- Excerpts from a dataset
::::
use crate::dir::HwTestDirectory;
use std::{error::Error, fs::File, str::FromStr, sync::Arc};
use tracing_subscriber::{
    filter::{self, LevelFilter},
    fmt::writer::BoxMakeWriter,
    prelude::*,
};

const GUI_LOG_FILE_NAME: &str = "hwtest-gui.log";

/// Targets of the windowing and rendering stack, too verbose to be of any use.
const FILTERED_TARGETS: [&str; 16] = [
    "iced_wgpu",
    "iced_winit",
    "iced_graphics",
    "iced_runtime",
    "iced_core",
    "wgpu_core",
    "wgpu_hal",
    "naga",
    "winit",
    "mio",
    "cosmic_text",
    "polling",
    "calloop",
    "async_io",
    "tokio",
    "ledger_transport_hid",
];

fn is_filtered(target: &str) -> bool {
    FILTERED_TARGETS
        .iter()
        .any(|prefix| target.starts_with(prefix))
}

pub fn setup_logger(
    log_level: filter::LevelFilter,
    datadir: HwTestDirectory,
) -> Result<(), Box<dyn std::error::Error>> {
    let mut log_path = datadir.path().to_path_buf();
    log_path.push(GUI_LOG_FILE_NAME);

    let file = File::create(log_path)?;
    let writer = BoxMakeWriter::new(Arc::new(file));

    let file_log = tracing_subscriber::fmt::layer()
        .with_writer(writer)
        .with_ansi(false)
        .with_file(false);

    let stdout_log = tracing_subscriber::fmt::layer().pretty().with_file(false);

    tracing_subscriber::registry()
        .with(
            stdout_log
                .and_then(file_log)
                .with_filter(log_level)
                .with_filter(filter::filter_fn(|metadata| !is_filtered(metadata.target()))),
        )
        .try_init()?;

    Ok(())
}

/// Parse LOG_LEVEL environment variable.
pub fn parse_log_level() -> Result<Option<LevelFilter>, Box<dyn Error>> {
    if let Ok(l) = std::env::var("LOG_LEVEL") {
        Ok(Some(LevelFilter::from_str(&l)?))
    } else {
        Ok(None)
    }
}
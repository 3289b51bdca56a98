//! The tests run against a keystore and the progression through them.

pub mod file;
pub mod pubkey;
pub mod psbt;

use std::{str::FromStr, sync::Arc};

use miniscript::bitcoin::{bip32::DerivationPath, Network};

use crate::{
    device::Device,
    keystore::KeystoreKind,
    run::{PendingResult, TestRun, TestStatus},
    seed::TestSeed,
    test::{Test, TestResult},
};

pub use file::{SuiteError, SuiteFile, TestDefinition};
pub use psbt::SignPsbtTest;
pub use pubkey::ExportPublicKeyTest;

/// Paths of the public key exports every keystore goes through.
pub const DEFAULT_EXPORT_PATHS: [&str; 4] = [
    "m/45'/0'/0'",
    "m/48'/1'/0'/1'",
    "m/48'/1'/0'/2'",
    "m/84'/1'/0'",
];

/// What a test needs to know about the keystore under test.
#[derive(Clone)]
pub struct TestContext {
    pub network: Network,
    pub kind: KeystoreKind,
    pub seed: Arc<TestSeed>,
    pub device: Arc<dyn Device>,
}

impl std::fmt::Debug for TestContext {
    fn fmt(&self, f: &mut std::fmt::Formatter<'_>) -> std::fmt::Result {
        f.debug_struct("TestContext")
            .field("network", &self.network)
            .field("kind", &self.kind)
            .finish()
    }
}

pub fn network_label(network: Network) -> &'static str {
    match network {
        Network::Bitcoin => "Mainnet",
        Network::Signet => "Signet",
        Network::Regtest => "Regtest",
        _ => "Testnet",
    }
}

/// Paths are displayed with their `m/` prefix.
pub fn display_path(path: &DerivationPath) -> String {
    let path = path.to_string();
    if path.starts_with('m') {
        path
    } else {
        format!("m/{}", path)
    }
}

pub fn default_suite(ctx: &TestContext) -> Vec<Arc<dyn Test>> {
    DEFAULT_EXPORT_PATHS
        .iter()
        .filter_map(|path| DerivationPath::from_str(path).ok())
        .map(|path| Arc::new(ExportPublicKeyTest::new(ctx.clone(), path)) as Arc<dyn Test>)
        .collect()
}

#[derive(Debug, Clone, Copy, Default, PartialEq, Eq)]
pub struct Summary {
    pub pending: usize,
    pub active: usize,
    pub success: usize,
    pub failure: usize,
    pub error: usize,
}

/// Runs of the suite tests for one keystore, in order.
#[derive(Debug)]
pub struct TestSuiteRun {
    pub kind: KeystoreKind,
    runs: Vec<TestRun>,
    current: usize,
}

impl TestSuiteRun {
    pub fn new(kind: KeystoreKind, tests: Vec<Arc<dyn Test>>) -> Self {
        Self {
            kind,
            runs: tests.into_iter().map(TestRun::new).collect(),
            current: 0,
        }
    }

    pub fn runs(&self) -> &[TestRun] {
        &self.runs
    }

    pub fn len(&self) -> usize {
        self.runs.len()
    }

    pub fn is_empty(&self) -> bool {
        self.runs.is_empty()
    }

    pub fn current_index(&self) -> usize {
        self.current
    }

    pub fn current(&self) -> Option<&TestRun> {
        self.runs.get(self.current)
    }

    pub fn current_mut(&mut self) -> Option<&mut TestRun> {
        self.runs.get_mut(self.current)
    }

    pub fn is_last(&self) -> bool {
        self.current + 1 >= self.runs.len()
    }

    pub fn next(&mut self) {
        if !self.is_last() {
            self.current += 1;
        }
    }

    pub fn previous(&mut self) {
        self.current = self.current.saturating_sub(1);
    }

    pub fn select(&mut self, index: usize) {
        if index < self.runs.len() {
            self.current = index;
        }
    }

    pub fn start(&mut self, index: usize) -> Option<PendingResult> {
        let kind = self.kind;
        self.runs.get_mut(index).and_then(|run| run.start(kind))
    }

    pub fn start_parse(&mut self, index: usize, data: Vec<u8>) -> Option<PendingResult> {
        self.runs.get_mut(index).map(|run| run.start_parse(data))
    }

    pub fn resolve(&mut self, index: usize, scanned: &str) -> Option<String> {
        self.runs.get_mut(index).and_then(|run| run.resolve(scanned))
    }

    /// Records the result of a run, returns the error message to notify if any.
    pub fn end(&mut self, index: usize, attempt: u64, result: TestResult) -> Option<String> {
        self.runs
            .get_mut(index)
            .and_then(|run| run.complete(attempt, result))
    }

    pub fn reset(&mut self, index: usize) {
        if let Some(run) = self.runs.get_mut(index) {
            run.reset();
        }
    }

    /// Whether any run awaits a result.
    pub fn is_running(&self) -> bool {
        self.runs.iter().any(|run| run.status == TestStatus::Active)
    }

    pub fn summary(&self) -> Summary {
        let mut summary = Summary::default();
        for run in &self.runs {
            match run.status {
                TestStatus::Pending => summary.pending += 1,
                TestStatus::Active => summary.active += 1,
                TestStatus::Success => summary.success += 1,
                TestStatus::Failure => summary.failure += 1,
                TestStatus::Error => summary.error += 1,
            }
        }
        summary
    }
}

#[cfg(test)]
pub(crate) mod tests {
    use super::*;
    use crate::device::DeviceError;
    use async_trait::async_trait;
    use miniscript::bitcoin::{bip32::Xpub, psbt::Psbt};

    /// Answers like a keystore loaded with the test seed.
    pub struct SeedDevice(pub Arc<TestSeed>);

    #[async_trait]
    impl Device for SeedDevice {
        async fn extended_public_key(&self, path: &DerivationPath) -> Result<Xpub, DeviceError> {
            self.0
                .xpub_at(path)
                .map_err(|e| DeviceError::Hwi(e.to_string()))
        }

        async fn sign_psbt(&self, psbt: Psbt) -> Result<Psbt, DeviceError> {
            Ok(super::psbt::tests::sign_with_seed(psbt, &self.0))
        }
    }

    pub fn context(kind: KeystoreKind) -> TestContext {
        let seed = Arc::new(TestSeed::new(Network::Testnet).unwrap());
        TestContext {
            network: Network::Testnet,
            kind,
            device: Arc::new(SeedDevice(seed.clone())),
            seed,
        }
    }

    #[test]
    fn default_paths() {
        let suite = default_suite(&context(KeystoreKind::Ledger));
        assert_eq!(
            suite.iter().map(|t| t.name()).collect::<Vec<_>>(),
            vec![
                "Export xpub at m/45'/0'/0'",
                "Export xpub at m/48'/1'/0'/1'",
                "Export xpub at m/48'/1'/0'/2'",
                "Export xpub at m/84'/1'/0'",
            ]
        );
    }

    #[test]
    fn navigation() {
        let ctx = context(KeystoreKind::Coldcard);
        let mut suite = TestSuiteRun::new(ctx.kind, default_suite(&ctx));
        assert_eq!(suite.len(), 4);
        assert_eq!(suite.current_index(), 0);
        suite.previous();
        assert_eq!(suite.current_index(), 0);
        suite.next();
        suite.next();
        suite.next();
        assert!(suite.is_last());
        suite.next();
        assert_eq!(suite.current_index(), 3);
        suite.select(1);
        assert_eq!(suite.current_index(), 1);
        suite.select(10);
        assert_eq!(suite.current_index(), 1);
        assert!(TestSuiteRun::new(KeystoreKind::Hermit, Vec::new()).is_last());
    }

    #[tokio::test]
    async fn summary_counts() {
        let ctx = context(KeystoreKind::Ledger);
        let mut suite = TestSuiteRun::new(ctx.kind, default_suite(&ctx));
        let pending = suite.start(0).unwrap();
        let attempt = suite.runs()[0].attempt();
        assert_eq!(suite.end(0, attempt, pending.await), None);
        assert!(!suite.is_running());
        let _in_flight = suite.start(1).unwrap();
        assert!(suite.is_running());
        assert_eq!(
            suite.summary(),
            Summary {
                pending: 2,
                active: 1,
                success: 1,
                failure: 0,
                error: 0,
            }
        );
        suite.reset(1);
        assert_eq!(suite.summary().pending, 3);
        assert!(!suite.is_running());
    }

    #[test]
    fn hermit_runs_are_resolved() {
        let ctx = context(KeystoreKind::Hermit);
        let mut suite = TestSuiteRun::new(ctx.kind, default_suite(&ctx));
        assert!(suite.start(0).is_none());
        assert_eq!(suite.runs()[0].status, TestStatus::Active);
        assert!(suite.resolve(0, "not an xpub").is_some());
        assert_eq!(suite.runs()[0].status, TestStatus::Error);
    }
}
::::
- What to work on
The answer must consist of each line from the data that includes the string "SeedDevice".

- Completed task
    pub struct SeedDevice(pub Arc<TestSeed>);
    impl Device for SeedDevice {
            device: Arc::new(SeedDevice(seed.clone())),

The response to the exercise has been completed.